President Trump has since backed away from his policy
Kander,a former Democratic U.S. Senate candidate, is one of nine people to have entered the non-partisan Kansas City mayor’s race which includes several business owners, an attorney, four city council members, and the Kansas City Mayor Pro Tem. The winner will succeed term-limited Mayor Sly James in a contest that is almost a year away.
Kacie DC host Kasie Hunt asked Kander how national Democrats could help or hurt his chances in the mayor’s race. He answered by noting the non-partisan nature of the Kansas City race and said it’s important for anyone seeking office to be authentic.
“What I tell my fellow Democrats all the time is, ‘You’ve got to tell people why you believe what you believe, and that you’ve got to make sure that they know that you believe it because you care about them,” said Kander. “And that’s just what you’ve got to do across-the-board no matter what.”
Kander refused to respond when asked if President Trump should be impeached, but instead said he’d be supporting Democrats and labor interests in this year’s elections.
“We got Claire McCaskill running here in Missouri,” Kander said. “It’s incredibly important to Kansas City that she’s reelected because she does right by our town. That’s where my focus is going to be. We’ve got an opportunity to defeat right to work on the ballot here in August.”
Unions were successful in getting a right to work law passed by the legislature in 2017 before a public vote.
Kander, who is now 37-years-old, enjoyed a quick rise in politics after attending college in the nation’s capital and joining the military.
He attended American University in Washington, DC where he earned a B.A. in political science. He also received a Juris Doctor (J.D.) from Georgetown Law School in Washington, DC.
While a law student, Kander joined the ROTC and became a lieutenant in the United States Army Reserve. He served in Afghanistan as a military intelligence officer from 2006 to 2007. Kander took a position as an instructor at the U.S. Army’s Fort Leonard Wood installation in Missouri upon completing his deployment.
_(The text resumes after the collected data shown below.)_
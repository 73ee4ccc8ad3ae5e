//! All-scenario range tables and the card summary derived from them.

use std::collections::BTreeMap;
use std::fmt;

use serde::Serialize;
use tracing::{debug, trace};

use super::physics::{self, DEFAULT_USABLE_SOC};
use super::scenario::ScenarioName;
use super::vehicle::VehicleParams;
use crate::rounding::{round_half_up, round_to};

/// Shaped result for one scenario.
#[derive(Debug, Clone, Copy, PartialEq, Serialize)]
pub struct RangeResult {
    /// Consumption (Wh/km), one decimal.
    pub consumption_wh_km: f64,
    /// Physics-only range (km), integer.
    pub range_km: f64,
    /// Range after the scenario calibration factor (km), integer.
    pub range_calibrated_km: f64,
}

/// Range results for every catalog scenario, keyed and ordered by scenario.
#[derive(Debug, Clone, PartialEq, Serialize)]
#[serde(transparent)]
pub struct RangeReport {
    pub scenarios: BTreeMap<ScenarioName, RangeResult>,
}

impl RangeReport {
    /// Result for one scenario. Every catalog scenario is always present.
    pub fn get(&self, name: ScenarioName) -> Option<&RangeResult> {
        self.scenarios.get(&name)
    }

    /// Iterates scenarios in catalog order.
    pub fn iter(&self) -> impl Iterator<Item = (ScenarioName, &RangeResult)> {
        self.scenarios.iter().map(|(name, r)| (*name, r))
    }

    pub fn len(&self) -> usize {
        self.scenarios.len()
    }

    pub fn is_empty(&self) -> bool {
        self.scenarios.is_empty()
    }

    /// Headline figures for a vehicle card.
    pub fn card(&self) -> CardRanges {
        let calibrated = |n| self.get(n).map_or(0.0, |r| r.range_calibrated_km);
        let consumption = |n| self.get(n).map_or(0.0, |r| r.consumption_wh_km);
        CardRanges {
            real_range: calibrated(ScenarioName::RealCombinedMild),
            winter_range: calibrated(ScenarioName::RealCombinedCold),
            autobahn_range: calibrated(ScenarioName::Autobahn130),
            city_range: calibrated(ScenarioName::CityMild),
            highway_range: calibrated(ScenarioName::HighwayMild),
            consumption_highway: consumption(ScenarioName::HighwayMild),
            consumption_city: consumption(ScenarioName::CityMild),
        }
    }
}

impl fmt::Display for RangeReport {
    fn fmt(&self, f: &mut fmt::Formatter<'_>) -> fmt::Result {
        writeln!(f, "--- Range Report ---")?;
        writeln!(
            f,
            "{:<20} {:>12} {:>10} {:>12}",
            "scenario", "Wh/km", "range km", "calibrated"
        )?;
        for (name, r) in self.iter() {
            writeln!(
                f,
                "{:<20} {:>12.1} {:>10.0} {:>12.0}",
                name.as_str(),
                r.consumption_wh_km,
                r.range_km,
                r.range_calibrated_km
            )?;
        }
        Ok(())
    }
}

/// Headline numbers shown on a vehicle card.
#[derive(Debug, Clone, Copy, PartialEq, Serialize)]
pub struct CardRanges {
    /// `real_combined_mild`, calibrated (km).
    pub real_range: f64,
    /// `real_combined_cold`, calibrated (km).
    pub winter_range: f64,
    /// `autobahn_130`, calibrated (km).
    pub autobahn_range: f64,
    /// `city_mild`, calibrated (km).
    pub city_range: f64,
    /// `highway_mild`, calibrated (km).
    pub highway_range: f64,
    /// `highway_mild` consumption (Wh/km).
    pub consumption_highway: f64,
    /// `city_mild` consumption (Wh/km).
    pub consumption_city: f64,
}

impl fmt::Display for CardRanges {
    fn fmt(&self, f: &mut fmt::Formatter<'_>) -> fmt::Result {
        writeln!(f, "--- Card Summary ---")?;
        writeln!(f, "Real range:            {:.0} km", self.real_range)?;
        writeln!(f, "Winter range:          {:.0} km", self.winter_range)?;
        writeln!(f, "Autobahn range:        {:.0} km", self.autobahn_range)?;
        writeln!(f, "City range:            {:.0} km", self.city_range)?;
        writeln!(f, "Highway range:         {:.0} km", self.highway_range)?;
        writeln!(f, "Highway consumption:   {:.1} Wh/km", self.consumption_highway)?;
        write!(f, "City consumption:      {:.1} Wh/km", self.consumption_city)
    }
}

/// Evaluates every catalog scenario with the default 95 % usable SOC window.
pub fn compute_all_ranges(vehicle: &VehicleParams) -> RangeReport {
    compute_all_ranges_with_soc(vehicle, DEFAULT_USABLE_SOC)
}

/// Evaluates every catalog scenario with an explicit usable SOC window.
///
/// Never fails: degenerate vehicles (zero battery, tiny mass) produce finite
/// numbers and it is up to the caller how to surface them.
pub fn compute_all_ranges_with_soc(vehicle: &VehicleParams, usable_soc_pct: f64) -> RangeReport {
    let scenarios = ScenarioName::ALL
        .into_iter()
        .map(|name| {
            let params = name.params();
            let is_cold = name.is_cold();

            let breakdown = physics::consumption_breakdown(vehicle, params, is_cold);
            if breakdown.is_floored() {
                trace!(scenario = %name, "consumption clamped to floor");
            }
            let range = physics::range_km(
                vehicle.battery_net_kwh,
                breakdown.total_wh_km,
                params.temp_factor,
                vehicle.battery_chemistry,
                is_cold,
                usable_soc_pct,
            );
            let factor = name.calibration_factor();

            debug!(
                scenario = %name,
                consumption_wh_km = breakdown.total_wh_km,
                range_km = range,
                calibration = factor,
                "scenario evaluated"
            );

            let result = RangeResult {
                consumption_wh_km: round_to(breakdown.total_wh_km, 1),
                range_km: round_half_up(range),
                range_calibrated_km: round_half_up(range * factor),
            };
            (name, result)
        })
        .collect();

    RangeReport { scenarios }
}

/// Headline card figures for a vehicle.
pub fn compute_card_ranges(vehicle: &VehicleParams) -> CardRanges {
    compute_all_ranges(vehicle).card()
}
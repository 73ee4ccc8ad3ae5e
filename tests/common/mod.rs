//! Shared test fixtures for integration tests.
#![allow(dead_code)]

use enersim::payback::HouseholdProfile;
use enersim::range::{BatteryChemistry, VehicleParams};

/// Long-range sedan (75 kWh NMC, 1900 kg, Cd 0.23, 2.3 m², Crr 0.008, heat pump).
pub fn reference_vehicle() -> VehicleParams {
    VehicleParams {
        battery_net_kwh: 75.0,
        curb_weight_kg: 1900.0,
        cd: 0.23,
        frontal_area_m2: 2.3,
        crr: 0.008,
        has_heat_pump: true,
        battery_chemistry: BatteryChemistry::Nmc,
    }
}

/// Same vehicle with a different chemistry.
pub fn reference_vehicle_with(chemistry: BatteryChemistry) -> VehicleParams {
    VehicleParams {
        battery_chemistry: chemistry,
        ..reference_vehicle()
    }
}

/// 350 kWh/month household, 8 kWp PV, 10 kWh storage for 9500 + 1500 EUR.
pub fn reference_profile() -> HouseholdProfile {
    HouseholdProfile {
        monthly_consumption_kwh: 350.0,
        solar_system_kwp: 8.0,
        storage_size_kwh: 10.0,
        system_cost_eur: 9500.0,
        installation_cost_eur: 1500.0,
        electricity_price_eur: 0.35,
        feed_in_tariff_eur: 0.08,
    }
}

/// Asserts two floats agree within `tol`.
pub fn assert_close(actual: f64, expected: f64, tol: f64) {
    assert!(
        (actual - expected).abs() <= tol,
        "expected {expected} ± {tol}, got {actual}"
    );
}
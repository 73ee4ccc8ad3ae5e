//! Longitudinal vehicle-dynamics model.
//!
//! Energy use per kilometre is the sum of a steady-state term (rolling
//! resistance plus aerodynamic drag), an auxiliary term and a stop-start
//! kinetic term with partial regenerative recovery. All functions return
//! full-precision values; rounding happens in [`super::report`].

use serde::Serialize;

use super::scenario::ScenarioParams;
use super::vehicle::{BatteryChemistry, VehicleParams};

/// Air density at 15 °C, sea level (kg/m³).
pub const RHO_AIR: f64 = 1.225;
/// Gravitational acceleration (m/s²).
pub const G: f64 = 9.81;
/// Lower bound on reported consumption (Wh/km).
pub const MIN_CONSUMPTION_WH_KM: f64 = 50.0;
/// Share of auxiliary power left when a heat pump runs in the cold.
pub const HEAT_PUMP_AUX_FACTOR: f64 = 0.60;
/// Efficiency of the regen path applied to the recoverable share.
pub const REGEN_PATH_EFF: f64 = 0.85;
/// Extra usable-capacity multiplier for LFP cells in cold scenarios.
pub const LFP_COLD_FACTOR: f64 = 0.93;
/// Default usable state-of-charge window.
pub const DEFAULT_USABLE_SOC: f64 = 0.95;

/// Per-term decomposition of one consumption estimate.
#[derive(Debug, Clone, Copy, PartialEq, Serialize)]
pub struct ConsumptionBreakdown {
    /// Vehicle plus driver (kg).
    pub mass_kg: f64,
    /// Scenario speed (m/s).
    pub speed_ms: f64,
    /// Auxiliary power after heat-pump adjustment (W).
    pub aux_power_w: f64,
    /// Rolling-resistance force (N).
    pub rolling_force_n: f64,
    /// Aerodynamic drag force (N).
    pub aero_force_n: f64,
    /// Steady-state term (Wh/km).
    pub steady_wh_km: f64,
    /// Auxiliary term (Wh/km).
    pub aux_wh_km: f64,
    /// Stop-start kinetic term (Wh/km).
    pub accel_wh_km: f64,
    /// Sum of the terms, clamped to [`MIN_CONSUMPTION_WH_KM`].
    pub total_wh_km: f64,
}

impl ConsumptionBreakdown {
    /// Rolling plus aerodynamic force (N).
    pub fn steady_force_n(&self) -> f64 {
        self.rolling_force_n + self.aero_force_n
    }

    /// Whether the floor replaced the physical sum.
    pub fn is_floored(&self) -> bool {
        self.steady_wh_km + self.aux_wh_km + self.accel_wh_km < MIN_CONSUMPTION_WH_KM
    }
}

/// Computes the full consumption breakdown for one vehicle in one scenario.
pub fn consumption_breakdown(
    vehicle: &VehicleParams,
    scenario: &ScenarioParams,
    is_cold_scenario: bool,
) -> ConsumptionBreakdown {
    let mass_kg = vehicle.effective_mass_kg();
    let v = scenario.speed_kmh / 3.6;

    let aux_power_w = if is_cold_scenario && vehicle.has_heat_pump {
        scenario.aux_power_w * HEAT_PUMP_AUX_FACTOR
    } else {
        scenario.aux_power_w
    };

    let rolling_force_n = vehicle.crr * mass_kg * G;
    let aero_force_n = 0.5 * RHO_AIR * vehicle.cd * vehicle.frontal_area_m2 * v * v;

    let steady_wh_km = ((rolling_force_n + aero_force_n) / scenario.drivetrain_eff) / v / 3.6;
    let aux_wh_km = aux_power_w / v / 3.6;

    let accel_wh_km = if scenario.stops_per_km > 0.0 {
        let ke_per_stop = 0.5 * mass_kg * v * v;
        let ke_net = ke_per_stop * (1.0 - scenario.regen_factor * REGEN_PATH_EFF);
        (ke_net * scenario.stops_per_km / 3600.0) / scenario.drivetrain_eff
    } else {
        0.0
    };

    let total_wh_km = (steady_wh_km + aux_wh_km + accel_wh_km).max(MIN_CONSUMPTION_WH_KM);

    ConsumptionBreakdown {
        mass_kg,
        speed_ms: v,
        aux_power_w,
        rolling_force_n,
        aero_force_n,
        steady_wh_km,
        aux_wh_km,
        accel_wh_km,
        total_wh_km,
    }
}

/// Energy consumption (Wh/km), never below [`MIN_CONSUMPTION_WH_KM`].
///
/// # Examples
///
/// ```
/// use enersim::range::physics::consumption_wh_km;
/// use enersim::range::scenario::ScenarioName;
/// use enersim::range::vehicle::{BatteryChemistry, VehicleParams};
///
/// let v = VehicleParams {
///     battery_net_kwh: 75.0,
///     curb_weight_kg: 1900.0,
///     cd: 0.23,
///     frontal_area_m2: 2.3,
///     crr: 0.008,
///     has_heat_pump: true,
///     battery_chemistry: BatteryChemistry::Nmc,
/// };
/// let c = consumption_wh_km(&v, ScenarioName::CityMild.params(), false);
/// assert!(c >= 50.0);
/// ```
pub fn consumption_wh_km(
    vehicle: &VehicleParams,
    scenario: &ScenarioParams,
    is_cold_scenario: bool,
) -> f64 {
    consumption_breakdown(vehicle, scenario, is_cold_scenario).total_wh_km
}

/// Temperature factor after the chemistry-specific cold penalty.
pub fn effective_temp_factor(temp_factor: f64, chemistry: BatteryChemistry, is_cold: bool) -> f64 {
    if is_cold && chemistry.is_lfp() {
        temp_factor * LFP_COLD_FACTOR
    } else {
        temp_factor
    }
}

/// Driving range (km) for a battery budget at a given consumption.
///
/// Zero battery yields zero range; a tiny consumption yields a large but
/// finite range. Neither is treated as an error.
pub fn range_km(
    battery_net_kwh: f64,
    consumption_wh_km: f64,
    temp_factor: f64,
    chemistry: BatteryChemistry,
    is_cold: bool,
    usable_soc_pct: f64,
) -> f64 {
    let tf = effective_temp_factor(temp_factor, chemistry, is_cold);
    let usable_energy_wh = battery_net_kwh * 1000.0 * tf * usable_soc_pct;
    usable_energy_wh / consumption_wh_km
}

#[cfg(test)]
mod tests {
    use super::*;
    use crate::range::scenario::ScenarioName;

    fn reference_vehicle() -> VehicleParams {
        VehicleParams {
            battery_net_kwh: 75.0,
            curb_weight_kg: 1900.0,
            cd: 0.23,
            frontal_area_m2: 2.3,
            crr: 0.008,
            has_heat_pump: true,
            battery_chemistry: BatteryChemistry::Nmc,
        }
    }

    #[test]
    fn highway_mild_forces_follow_formulas() {
        let b = consumption_breakdown(&reference_vehicle(), ScenarioName::HighwayMild.params(), false);
        let v = 110.0 / 3.6;
        assert!((b.speed_ms - v).abs() < 1e-12);
        // 0.008 * 1975 * 9.81
        assert!((b.rolling_force_n - 154.998).abs() < 1e-9);
        // 0.5 * 1.225 * 0.23 * 2.3 * v²
        assert!((b.aero_force_n - 302.511_670_524_691_4).abs() < 1e-6);
        assert!((b.steady_force_n() - 457.509_670_524_691_4).abs() < 1e-6);
        assert!((b.steady_wh_km - 457.509_670_524_691_4 / 0.90 / v / 3.6).abs() < 1e-9);
        assert!((b.aux_wh_km - 400.0 / v / 3.6).abs() < 1e-12);
        assert_eq!(b.accel_wh_km, 0.0);
        // Physical sum is well below the floor at this speed.
        assert!(b.is_floored());
        assert_eq!(b.total_wh_km, MIN_CONSUMPTION_WH_KM);
    }

    #[test]
    fn city_mild_includes_stop_start_term() {
        let b = consumption_breakdown(&reference_vehicle(), ScenarioName::CityMild.params(), false);
        let v = 25.0 / 3.6;
        let ke = 0.5 * 1975.0 * v * v;
        let expected = ke * (1.0 - 0.35 * 0.85) * 3.0 / 3600.0 / 0.84;
        assert!((b.accel_wh_km - expected).abs() < 1e-9);
        assert!((b.total_wh_km - 57.314_220_004_623_5).abs() < 1e-6);
        assert!(!b.is_floored());
    }

    #[test]
    fn heat_pump_scales_aux_only_in_cold() {
        let v = reference_vehicle();
        let cold = consumption_breakdown(&v, ScenarioName::CityCold.params(), true);
        assert!((cold.aux_power_w - 1800.0).abs() < 1e-9);

        let mild = consumption_breakdown(&v, ScenarioName::CityCold.params(), false);
        assert_eq!(mild.aux_power_w, 3000.0);
    }

    #[test]
    fn lfp_penalty_only_when_cold() {
        assert_eq!(effective_temp_factor(0.9, BatteryChemistry::Lfp, false), 0.9);
        assert!((effective_temp_factor(0.9, BatteryChemistry::Lfp, true) - 0.837).abs() < 1e-12);
        assert_eq!(effective_temp_factor(0.9, BatteryChemistry::Nmc, true), 0.9);
    }

    #[test]
    fn range_uses_usable_soc_window() {
        let r = range_km(75.0, 50.0, 1.0, BatteryChemistry::Nmc, false, DEFAULT_USABLE_SOC);
        assert!((r - 1425.0).abs() < 1e-9);
    }

    #[test]
    fn zero_battery_gives_zero_range() {
        let r = range_km(0.0, 50.0, 1.0, BatteryChemistry::Nmc, false, DEFAULT_USABLE_SOC);
        assert_eq!(r, 0.0);
    }

    #[test]
    fn near_zero_speed_is_finite() {
        let slow = ScenarioParams {
            speed_kmh: 1e-3,
            ..*ScenarioName::CityMild.params()
        };
        let c = consumption_wh_km(&reference_vehicle(), &slow, false);
        assert!(c.is_finite());
        assert!(c >= MIN_CONSUMPTION_WH_KM);
    }
}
He won election to the Missouri House of Representatives in 2008 where he served two terms representing the 44th District.
Kander was elected secretary of state on 2012, defeating Republican Shane Schoeller. He succeeded Robin Carnahan, a fellow Democrat who made an unsuccessful run for U.S. Senate in 2012.
After serving one four-year term as secretary of state, Kander narrowly lost the 2016 U.S. Senate race by 3 points to Republican incumbent Roy Blunt. Donald Trump carried the state by 19 in the Presidential race during the same election that also saw Republican Eric Geritens defeat Democrat Chris Koster by 6 points for governor.
In 2017 Kander formed the political action committee Let America Vote with the goal of ending voter suppression across the country.
The organization’s focus is in sharp contrast to current Republican Secretary of State Jay Ashcroft who has prioritized establishing strict voter ID laws to combat voter fraud. Most Democrats contend voter fraud is practically nonexistent and believe Republicans use it as a means to suppress the votes of young people and minorities who tend to cast ballots for Democrats.
Kander’s run for mayor has been seen as a surprise for someone often mentioned by political observers as a possible Democratic candidate for president.
Jolie Justus, a councilwoman who was among the contenders for mayor, announced she would instead run for re-election to her council seat, and said she would support Kander’s campaign.